'''

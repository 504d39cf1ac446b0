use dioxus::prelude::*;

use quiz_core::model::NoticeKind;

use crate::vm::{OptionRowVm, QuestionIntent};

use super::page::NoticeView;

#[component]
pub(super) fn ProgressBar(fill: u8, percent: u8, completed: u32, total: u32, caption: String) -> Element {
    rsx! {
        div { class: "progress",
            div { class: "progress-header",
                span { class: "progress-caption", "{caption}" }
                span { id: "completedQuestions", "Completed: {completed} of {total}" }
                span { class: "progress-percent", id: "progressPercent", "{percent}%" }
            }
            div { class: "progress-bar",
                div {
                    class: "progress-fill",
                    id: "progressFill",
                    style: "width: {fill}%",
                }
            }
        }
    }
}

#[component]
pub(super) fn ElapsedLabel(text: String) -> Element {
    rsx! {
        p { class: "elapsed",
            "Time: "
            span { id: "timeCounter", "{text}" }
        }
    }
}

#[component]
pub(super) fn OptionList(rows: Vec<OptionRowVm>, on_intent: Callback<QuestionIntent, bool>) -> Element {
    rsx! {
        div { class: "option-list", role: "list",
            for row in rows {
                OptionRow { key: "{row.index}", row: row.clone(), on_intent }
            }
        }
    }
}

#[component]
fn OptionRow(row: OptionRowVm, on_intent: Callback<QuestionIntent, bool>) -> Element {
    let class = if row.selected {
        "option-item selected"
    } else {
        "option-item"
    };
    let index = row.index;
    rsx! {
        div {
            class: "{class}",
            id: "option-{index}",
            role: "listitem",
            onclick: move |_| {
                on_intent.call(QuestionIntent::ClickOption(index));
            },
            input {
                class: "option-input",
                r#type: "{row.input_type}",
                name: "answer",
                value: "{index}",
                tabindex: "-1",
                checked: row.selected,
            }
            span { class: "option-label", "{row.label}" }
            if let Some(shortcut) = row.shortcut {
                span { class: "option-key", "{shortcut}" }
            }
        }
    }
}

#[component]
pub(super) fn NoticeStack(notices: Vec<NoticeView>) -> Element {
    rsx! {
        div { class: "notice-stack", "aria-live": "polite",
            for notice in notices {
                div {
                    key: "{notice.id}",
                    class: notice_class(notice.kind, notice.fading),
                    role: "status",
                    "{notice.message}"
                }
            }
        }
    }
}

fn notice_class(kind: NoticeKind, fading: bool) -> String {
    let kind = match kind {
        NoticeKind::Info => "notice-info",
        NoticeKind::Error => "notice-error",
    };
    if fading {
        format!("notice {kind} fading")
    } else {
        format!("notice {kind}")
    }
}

'''
'''

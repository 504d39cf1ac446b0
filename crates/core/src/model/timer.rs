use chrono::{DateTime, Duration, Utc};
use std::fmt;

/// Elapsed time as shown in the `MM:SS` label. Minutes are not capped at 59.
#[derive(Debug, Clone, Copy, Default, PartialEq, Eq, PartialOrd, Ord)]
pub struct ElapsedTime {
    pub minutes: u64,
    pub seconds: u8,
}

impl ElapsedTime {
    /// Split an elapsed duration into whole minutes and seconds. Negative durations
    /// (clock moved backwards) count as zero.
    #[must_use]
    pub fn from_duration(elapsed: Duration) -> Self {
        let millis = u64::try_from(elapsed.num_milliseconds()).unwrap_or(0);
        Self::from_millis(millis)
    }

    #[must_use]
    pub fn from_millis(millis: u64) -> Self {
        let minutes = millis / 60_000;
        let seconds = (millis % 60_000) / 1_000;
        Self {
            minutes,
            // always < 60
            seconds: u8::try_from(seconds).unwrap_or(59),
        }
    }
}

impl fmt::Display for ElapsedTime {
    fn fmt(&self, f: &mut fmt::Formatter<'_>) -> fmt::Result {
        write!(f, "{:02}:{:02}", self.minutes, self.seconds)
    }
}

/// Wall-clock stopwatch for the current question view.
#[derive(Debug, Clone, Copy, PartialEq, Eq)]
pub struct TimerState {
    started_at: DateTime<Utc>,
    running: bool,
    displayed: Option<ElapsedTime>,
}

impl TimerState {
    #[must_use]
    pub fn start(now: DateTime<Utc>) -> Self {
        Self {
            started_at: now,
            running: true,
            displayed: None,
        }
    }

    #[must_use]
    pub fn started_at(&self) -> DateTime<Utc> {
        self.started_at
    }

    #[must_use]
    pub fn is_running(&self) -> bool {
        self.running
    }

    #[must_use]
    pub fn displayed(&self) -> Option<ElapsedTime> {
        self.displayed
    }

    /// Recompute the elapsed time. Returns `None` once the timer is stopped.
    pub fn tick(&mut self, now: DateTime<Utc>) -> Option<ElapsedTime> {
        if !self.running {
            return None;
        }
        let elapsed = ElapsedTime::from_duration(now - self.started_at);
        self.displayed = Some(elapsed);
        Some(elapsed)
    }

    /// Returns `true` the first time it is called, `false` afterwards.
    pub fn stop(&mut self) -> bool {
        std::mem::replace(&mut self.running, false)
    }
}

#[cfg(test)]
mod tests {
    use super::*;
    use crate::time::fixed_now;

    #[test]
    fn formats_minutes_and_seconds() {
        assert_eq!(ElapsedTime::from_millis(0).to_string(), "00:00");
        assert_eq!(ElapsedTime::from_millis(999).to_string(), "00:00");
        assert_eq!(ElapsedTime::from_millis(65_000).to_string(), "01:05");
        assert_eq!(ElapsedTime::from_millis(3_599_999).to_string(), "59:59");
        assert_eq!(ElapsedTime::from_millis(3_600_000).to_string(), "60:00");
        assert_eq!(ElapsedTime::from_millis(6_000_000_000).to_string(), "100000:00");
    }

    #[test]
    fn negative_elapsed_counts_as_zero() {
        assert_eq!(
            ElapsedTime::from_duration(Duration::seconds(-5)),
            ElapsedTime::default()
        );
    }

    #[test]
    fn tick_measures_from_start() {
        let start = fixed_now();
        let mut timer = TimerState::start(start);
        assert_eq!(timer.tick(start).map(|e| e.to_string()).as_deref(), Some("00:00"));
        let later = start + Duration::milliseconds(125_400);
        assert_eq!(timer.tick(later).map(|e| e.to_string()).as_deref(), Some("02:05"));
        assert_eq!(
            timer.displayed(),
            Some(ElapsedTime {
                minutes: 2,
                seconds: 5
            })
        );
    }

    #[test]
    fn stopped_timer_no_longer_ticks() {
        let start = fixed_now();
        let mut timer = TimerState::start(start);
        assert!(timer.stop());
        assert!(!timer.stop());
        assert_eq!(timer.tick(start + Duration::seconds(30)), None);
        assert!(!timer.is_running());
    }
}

'''

§ EXERCISE GOAL:
Look over the material and return every line where the word "rows" is found.

§ RESPONSE TO THIS TASK:
pub(super) fn OptionList(rows: Vec<OptionRowVm>, on_intent: Callback<QuestionIntent, bool>) -> Element {
            for row in rows {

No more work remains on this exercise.